Korean fried chicken, known as Yangnyeom chicken, has gained so much popularity here in the US. The first time I had Korean chicken wings, my mind was blown. The exterior was super crunchy, the interior was tender and juicy, and the sauce was spicy, sweet and sticky. As a self proclaimed wing connoisseur, I was pretty impressed with the texture and flavor so I had to replicate it.
Jump to RecipeIn this recipe, I decided to go with chicken thighs instead of wings, because I wanted to go for more of a “chicken bite”. I still wanted the meat to be juicy, so I opted for dark meat as opposed to breasts.

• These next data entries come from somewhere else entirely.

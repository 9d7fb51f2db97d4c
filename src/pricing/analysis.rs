//! Expected move analysis
//!
//! Runs one ticker end to end: rate, spot and nearest chain from the market
//! data source, near-the-money contract selection, implied volatility for the
//! call and the put, then the expected move band.

use chrono::{NaiveDate, NaiveDateTime};

use super::expected_move::{compute_range, ExpectedMoveRange};
use crate::core::{ContractQuote, MoveResult, OptionQuote, OptionType, SpotQuote};
use crate::data::MarketData;
use crate::models::{ImpliedVolSolver, VolatilityEstimate};

/// Everything computed for one ticker
#[derive(Debug)]
pub struct MoveAnalysis {
    pub spot: SpotQuote,
    pub risk_free_rate: f64,
    pub expiration: NaiveDate,
    /// Years to expiration as measured, before sign normalization
    pub time_to_expiration: f64,
    pub call: ContractQuote,
    pub put: ContractQuote,
    pub call_vol: VolatilityEstimate,
    pub put_vol: VolatilityEstimate,
    /// Fails when either side did not converge
    pub range: MoveResult<ExpectedMoveRange>,
}

/// Analyze `symbol` as of `now`
///
/// Market data failures and solver faults (invalid input, division hazard)
/// are returned as errors. A side that does not converge is kept in the
/// analysis and surfaces through `range`.
pub fn analyze<M: MarketData>(
    market: &M,
    symbol: &str,
    solver: &ImpliedVolSolver,
    now: NaiveDateTime,
) -> MoveResult<MoveAnalysis> {
    let risk_free_rate = market.risk_free_rate()?;
    let spot = market.spot(symbol)?;
    let chain = market.nearest_expiration_chain(symbol)?;

    let call = *chain.nearest_itm_call()?;
    let put = *chain.nearest_itm_put()?;
    let time_to_expiration = chain.time_to_expiration(now);

    tracing::info!(
        symbol,
        spot = spot.price,
        rate = risk_free_rate,
        expiration = %chain.expiration,
        call_strike = call.strike,
        put_strike = put.strike,
        "selected near-the-money contracts"
    );

    let quote = |contract: &ContractQuote, option_type| {
        OptionQuote::new(
            spot.price,
            contract.strike,
            time_to_expiration,
            contract.last_price,
            option_type,
        )
    };

    let call_vol = solver.solve(&quote(&call, OptionType::Call), risk_free_rate)?;
    let put_vol = solver.solve(&quote(&put, OptionType::Put), risk_free_rate)?;

    for (side, estimate) in [("call", &call_vol), ("put", &put_vol)] {
        if !estimate.is_converged() {
            tracing::warn!(symbol, side, ?estimate, "implied volatility did not converge");
        }
    }

    let range = compute_range(spot.price, &call_vol, &put_vol, time_to_expiration);

    Ok(MoveAnalysis {
        spot,
        risk_free_rate,
        expiration: chain.expiration,
        time_to_expiration,
        call,
        put,
        call_vol,
        put_vol,
        range,
    })
}

impl MoveAnalysis {
    /// The four report lines: call vol, put vol, price, expected move
    pub fn report_lines(&self) -> Vec<String> {
        let range_line = match &self.range {
            Ok(range) => format!(
                "Expected move high of {:.2} to: {:.2}. Expected move low of {:.2} to: {:.2}",
                range.upside(),
                range.high,
                range.downside(),
                range.low
            ),
            Err(e) => format!("Expected move unavailable: {e}"),
        };

        vec![
            vol_line(OptionType::Call, &self.call_vol),
            vol_line(OptionType::Put, &self.put_vol),
            format!("{} price: {:.2}", self.spot.display_name.to_uppercase(), self.spot.price),
            range_line,
        ]
    }
}

fn vol_line(option_type: OptionType, estimate: &VolatilityEstimate) -> String {
    let outcome = match estimate {
        VolatilityEstimate::Converged { vol, .. } => format!("{:.2}%", vol * 100.0),
        VolatilityEstimate::NotConverged { iterations, .. } => {
            format!("did not converge after {iterations} iterations")
        }
        VolatilityEstimate::Diverged { iteration } => {
            format!("did not converge (diverged at iteration {iteration})")
        }
        VolatilityEstimate::NonPositive { vol, .. } => {
            format!("did not converge (matched at non-positive vol {vol:.4})")
        }
    };
    format!("Implied volatility of {option_type}: {outcome}")
}

#[cfg(test)]
mod tests {
    use super::*;
    use crate::core::{ExpirationChain, MoveError};
    use crate::models::black_scholes::price;
    use approx::assert_abs_diff_eq;

    struct FixtureMarket {
        rate: f64,
        spot: SpotQuote,
        chain: ExpirationChain,
    }

    impl MarketData for FixtureMarket {
        fn spot(&self, _symbol: &str) -> MoveResult<SpotQuote> {
            Ok(self.spot.clone())
        }

        fn risk_free_rate(&self) -> MoveResult<f64> {
            Ok(self.rate)
        }

        fn nearest_expiration_chain(&self, _symbol: &str) -> MoveResult<ExpirationChain> {
            Ok(self.chain.clone())
        }
    }

    fn now() -> NaiveDateTime {
        NaiveDate::from_ymd_opt(2026, 10, 19).unwrap().and_hms_opt(10, 0, 0).unwrap()
    }

    /// Chain 35 days out whose ITM boundary contracts are priced at the given vols
    fn market(call_vol: f64, put_vol: f64) -> FixtureMarket {
        let rate = 0.04;
        let spot = 101.3;
        let expiration = NaiveDate::from_ymd_opt(2026, 11, 24).unwrap();
        let t = 35.0 / 365.0;

        let call_price = price(spot, 100.0, rate, call_vol, t, OptionType::Call);
        let put_price = price(spot, 105.0, rate, put_vol, t, OptionType::Put);

        let mut chain = ExpirationChain::new("ACME", expiration);
        chain.add_call(ContractQuote::new(95.0, 7.5, true));
        chain.add_call(ContractQuote::new(100.0, call_price, true));
        chain.add_call(ContractQuote::new(105.0, 1.1, false));
        chain.add_put(ContractQuote::new(100.0, 1.4, false));
        chain.add_put(ContractQuote::new(105.0, put_price, true));
        chain.add_put(ContractQuote::new(110.0, 9.0, true));

        FixtureMarket {
            rate,
            spot: SpotQuote {
                symbol: "ACME".to_string(),
                display_name: "Acme Corp".to_string(),
                price: spot,
            },
            chain,
        }
    }

    #[test]
    fn test_end_to_end() {
        let market = market(0.22, 0.27);
        let analysis = analyze(&market, "ACME", &ImpliedVolSolver::default(), now()).unwrap();

        assert_eq!(analysis.call.strike, 100.0);
        assert_eq!(analysis.put.strike, 105.0);
        assert_abs_diff_eq!(analysis.time_to_expiration, 35.0 / 365.0, epsilon = 1e-15);
        assert_abs_diff_eq!(analysis.call_vol.value().unwrap(), 0.22, epsilon = 1e-4);
        assert_abs_diff_eq!(analysis.put_vol.value().unwrap(), 0.27, epsilon = 1e-4);

        let range = analysis.range.as_ref().unwrap();
        let sqrt_t = (35.0_f64 / 365.0).sqrt();
        assert_abs_diff_eq!(range.high, 101.3 * (0.22 * sqrt_t).exp(), epsilon = 1e-3);
        assert_abs_diff_eq!(range.low, 101.3 / (0.27 * sqrt_t).exp(), epsilon = 1e-3);
    }

    #[test]
    fn test_report_lines() {
        let market = market(0.22, 0.27);
        let analysis = analyze(&market, "ACME", &ImpliedVolSolver::default(), now()).unwrap();
        let lines = analysis.report_lines();

        assert_eq!(lines.len(), 4);
        assert_eq!(lines[0], "Implied volatility of call: 22.00%");
        assert_eq!(lines[1], "Implied volatility of put: 27.00%");
        assert_eq!(lines[2], "ACME CORP price: 101.30");
        assert!(lines[3].starts_with("Expected move high of "));
        assert!(lines[3].contains(". Expected move low of "));
    }

    #[test]
    fn test_non_converged_side_is_reported() {
        let mut market = market(0.22, 0.27);
        // Put quoted at half its intrinsic value
        market.chain.puts = vec![ContractQuote::new(130.0, 14.35, true)];

        let analysis = analyze(&market, "ACME", &ImpliedVolSolver::default(), now()).unwrap();
        assert!(analysis.call_vol.is_converged());
        assert!(!analysis.put_vol.is_converged());
        assert!(analysis.range.as_ref().unwrap_err().is_non_convergence());

        let lines = analysis.report_lines();
        assert_eq!(lines[0], "Implied volatility of call: 22.00%");
        assert!(lines[1].starts_with("Implied volatility of put: did not converge"));
        assert!(lines[3].starts_with("Expected move unavailable: "));
        assert!(lines.iter().all(|line| !line.contains("None")));
    }

    #[test]
    fn test_non_positive_vol_is_not_printed_as_percentage() {
        let estimate = VolatilityEstimate::NonPositive { vol: -0.011, iteration: 13 };
        let line = vol_line(OptionType::Call, &estimate);

        assert!(line.starts_with("Implied volatility of call: did not converge"));
        assert!(!line.contains('%'));
    }

    #[test]
    fn test_missing_itm_contract() {
        let mut market = market(0.22, 0.27);
        market.chain.calls.retain(|c| !c.in_the_money);

        let err = analyze(&market, "ACME", &ImpliedVolSolver::default(), now()).unwrap_err();
        assert!(matches!(err, MoveError::DataUnavailable(_)));
    }

    #[test]
    fn test_expiring_today_solves_and_ranges_on_magnitude() {
        let market = market(0.22, 0.27);
        let expiry_day = NaiveDate::from_ymd_opt(2026, 11, 24)
            .unwrap()
            .and_hms_opt(11, 0, 0)
            .unwrap();
        let solver = ImpliedVolSolver::default();

        let analysis = analyze(&market, "ACME", &solver, expiry_day).unwrap();
        assert_abs_diff_eq!(analysis.time_to_expiration, -1.0 / 365.0, epsilon = 1e-15);

        // Same estimates as solving with +1/365 directly
        let t = 1.0 / 365.0;
        let call = OptionQuote::new(101.3, 100.0, t, analysis.call.last_price, OptionType::Call);
        let put = OptionQuote::new(101.3, 105.0, t, analysis.put.last_price, OptionType::Put);
        assert_eq!(analysis.call_vol, solver.solve(&call, 0.04).unwrap());
        assert_eq!(analysis.put_vol, solver.solve(&put, 0.04).unwrap());

        let expected = compute_range(101.3, &analysis.call_vol, &analysis.put_vol, t);
        assert_eq!(analysis.range.as_ref().ok(), expected.as_ref().ok());
        assert!(analysis.range.is_ok());
    }
}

Do I need to fry the chicken twice?
There are many Korean fried chicken recipes out there, and many of the call for twice fried chicken. This basically means, when you batter the chicken, you would fry it for a few minutes first. Then, pull it out of the out to cool and fry it again for a few more minutes. While this is a sure fire way to ensure that super crunchy exterior, my recipe only requires the chicken to be fried once and is still crunchy.
What is Gochujang?
Gochujang is a thick spicy-sweet red chili paste. Its made from red chili pepper flakes, fermented soybeans and sticky rice. While you can make this chili paste from scratch, it is not necessary. You can easily find gochujang at your local farmers market and sometimes in the Asian aisle at the grocery store.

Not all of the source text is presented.